Was bedeutet das konkret? Die richtige Trinkmenge finden

  • Maß halten: Trinken Sie kleine Schlucke und vermeiden Sie es, den Magen mit Flüssigkeit zu überfluten.
  • Vor dem Essen trinken: Ein Glas Wasser oder ungesüßter Tee vor dem Essen kann den Appetit anregen und helfen, ein erstes Hungergefühl zu stillen.
  • Nach dem Essen trinken: Warten Sie etwa 30 Minuten nach dem Essen, bevor Sie größere Mengen trinken. Dies gibt dem Körper Zeit, mit der Verdauung zu beginnen.
  • Art der Getränke berücksichtigen: Vermeiden Sie zuckerhaltige Getränke während des Essens, da diese den Blutzuckerspiegel schnell ansteigen lassen und das Sättigungsgefühl kurzfristig beeinflussen können. Wasser, ungesüßter Tee oder verdünnte Saftschorlen sind die bessere Wahl.
  • Auf den Körper hören: Achten Sie auf Ihre individuellen Bedürfnisse. Manche Menschen brauchen mehr Flüssigkeit während des Essens als andere.
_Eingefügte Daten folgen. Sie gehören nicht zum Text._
// SPDX-License-Identifier: MIT
// Copyright (c) 2026 Alfred Jean LLC

//! Live query results.
//!
//! A live query listens for invalidation events and refetches the query
//! whenever the listened documents change:
//! - The listener's first event must be `welcome`, which triggers the
//!   initial fetch
//! - `mutation` events trigger throttled refetches
//! - later `welcome` and `reconnect` events are ignored

use std::future::pending;
use std::sync::Arc;

use futures_util::StreamExt;
use serde_json::Value;
use tokio::sync::mpsc;
use tokio::time::{sleep_until, Instant};
use tracing::{debug, info, warn};

use docsync_core::{ListenEvent, ListenOptions, Params};

use super::stream::TaskStream;
use super::throttle::Throttle;
use super::transport::Transport;
use crate::config::SyncConfig;
use crate::error::{SyncError, SyncResult};

/// Stream of query results, one per fetch.
pub type QueryStream = TaskStream<SyncResult<Value>>;

/// Subscribe to a query's results.
///
/// Yields one result after the listener is established and one per
/// throttled burst of mutations. The stream ends when the listener ends,
/// after delivering any trailing refetch, or after the first error.
pub fn sync_query<T>(
    transport: Arc<T>,
    query: impl Into<String>,
    params: Params,
    config: &SyncConfig,
) -> QueryStream
where
    T: Transport + ?Sized + 'static,
{
    let query = query.into();
    let throttle = Throttle::new(config.throttle());
    TaskStream::spawn(config.channel_capacity, move |tx| async move {
        let live = LiveQuery {
            transport: transport.as_ref(),
            query: &query,
            params: &params,
            tx: &tx,
        };
        if let Err(err) = live.run(throttle).await {
            let _ = tx.send(Err(err)).await;
        }
    })
}

struct LiveQuery<'a, T: ?Sized> {
    transport: &'a T,
    query: &'a str,
    params: &'a Params,
    tx: &'a mpsc::Sender<SyncResult<Value>>,
}

impl<T: Transport + ?Sized> LiveQuery<'_, T> {
    async fn run(&self, mut throttle: Throttle) -> SyncResult<()> {
        let mut events = self
            .transport
            .listen(self.query, self.params, &ListenOptions::invalidation())
            .await?;

        match events.next().await {
            Some(Ok(ListenEvent::Welcome)) => {}
            Some(Ok(ListenEvent::Reconnect)) | None => {
                return Err(SyncError::Connection(
                    "could not establish subscription".to_string(),
                ));
            }
            Some(Ok(other)) => {
                return Err(SyncError::Connection(format!(
                    "unexpected first event type: {}",
                    other.kind()
                )));
            }
            Some(Err(e)) => return Err(e.into()),
        }

        info!(query = self.query, "live query established");
        if !self.emit().await? {
            return Ok(());
        }

        loop {
            let deadline = throttle.deadline();
            tokio::select! {
                event = events.next() => match event {
                    Some(Ok(ListenEvent::Mutation(_))) => {
                        if throttle.hit(Instant::now()) && !self.emit().await? {
                            return Ok(());
                        }
                    }
                    Some(Ok(event)) => debug!(kind = %event.kind(), "ignoring listener event"),
                    Some(Err(e)) if e.is_decode() => {
                        warn!(err = %e, "dropping undecodable listener frame");
                    }
                    Some(Err(e)) => return Err(e.into()),
                    None => break,
                },
                _ = until(deadline) => {
                    if throttle.expire(Instant::now()) && !self.emit().await? {
                        return Ok(());
                    }
                }
            }
        }

        debug!(query = self.query, "listener ended");
        if throttle.is_pending() {
            if let Some(deadline) = throttle.deadline() {
                sleep_until(deadline).await;
            }
            self.emit().await?;
        }
        Ok(())
    }

    /// Fetch and deliver one result. Returns false once the consumer is gone.
    async fn emit(&self) -> SyncResult<bool> {
        let result = self.transport.fetch(self.query, self.params).await?;
        Ok(self.tx.send(Ok(result)).await.is_ok())
    }
}

async fn until(deadline: Option<Instant>) {
    match deadline {
        Some(deadline) => sleep_until(deadline).await,
        None => pending().await,
    }
}

#[cfg(test)]
#[path = "query_tests.rs"]
mod tests;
Ausnahmen bestätigen die Regel

Es gibt natürlich Situationen, in denen Trinken während des Essens sinnvoll sein kann. Wenn Sie beispielsweise sehr trockene oder schwer verdauliche Speisen essen, kann ein kleiner Schluck Wasser helfen, diese leichter zu schlucken. Auch bei bestimmten Erkrankungen oder Medikamenteneinnahme kann es notwendig sein, während des Essens zu trinken.

Fazit: Ein gesundes Mittelmaß ist der Schlüssel

Übermäßiges Trinken während des Essens kann die Verdauung beeinträchtigen und den Appetit trüben. Ein gesundes Mittelmaß ist daher der Schlüssel. Trinken Sie maßvoll, bevorzugen Sie Wasser oder ungesüßte Getränke und hören Sie auf Ihren Körper. So können Sie Ihre Mahlzeiten genießen und Ihrem Körper gleichzeitig die besten Voraussetzungen für eine optimale Verdauung bieten.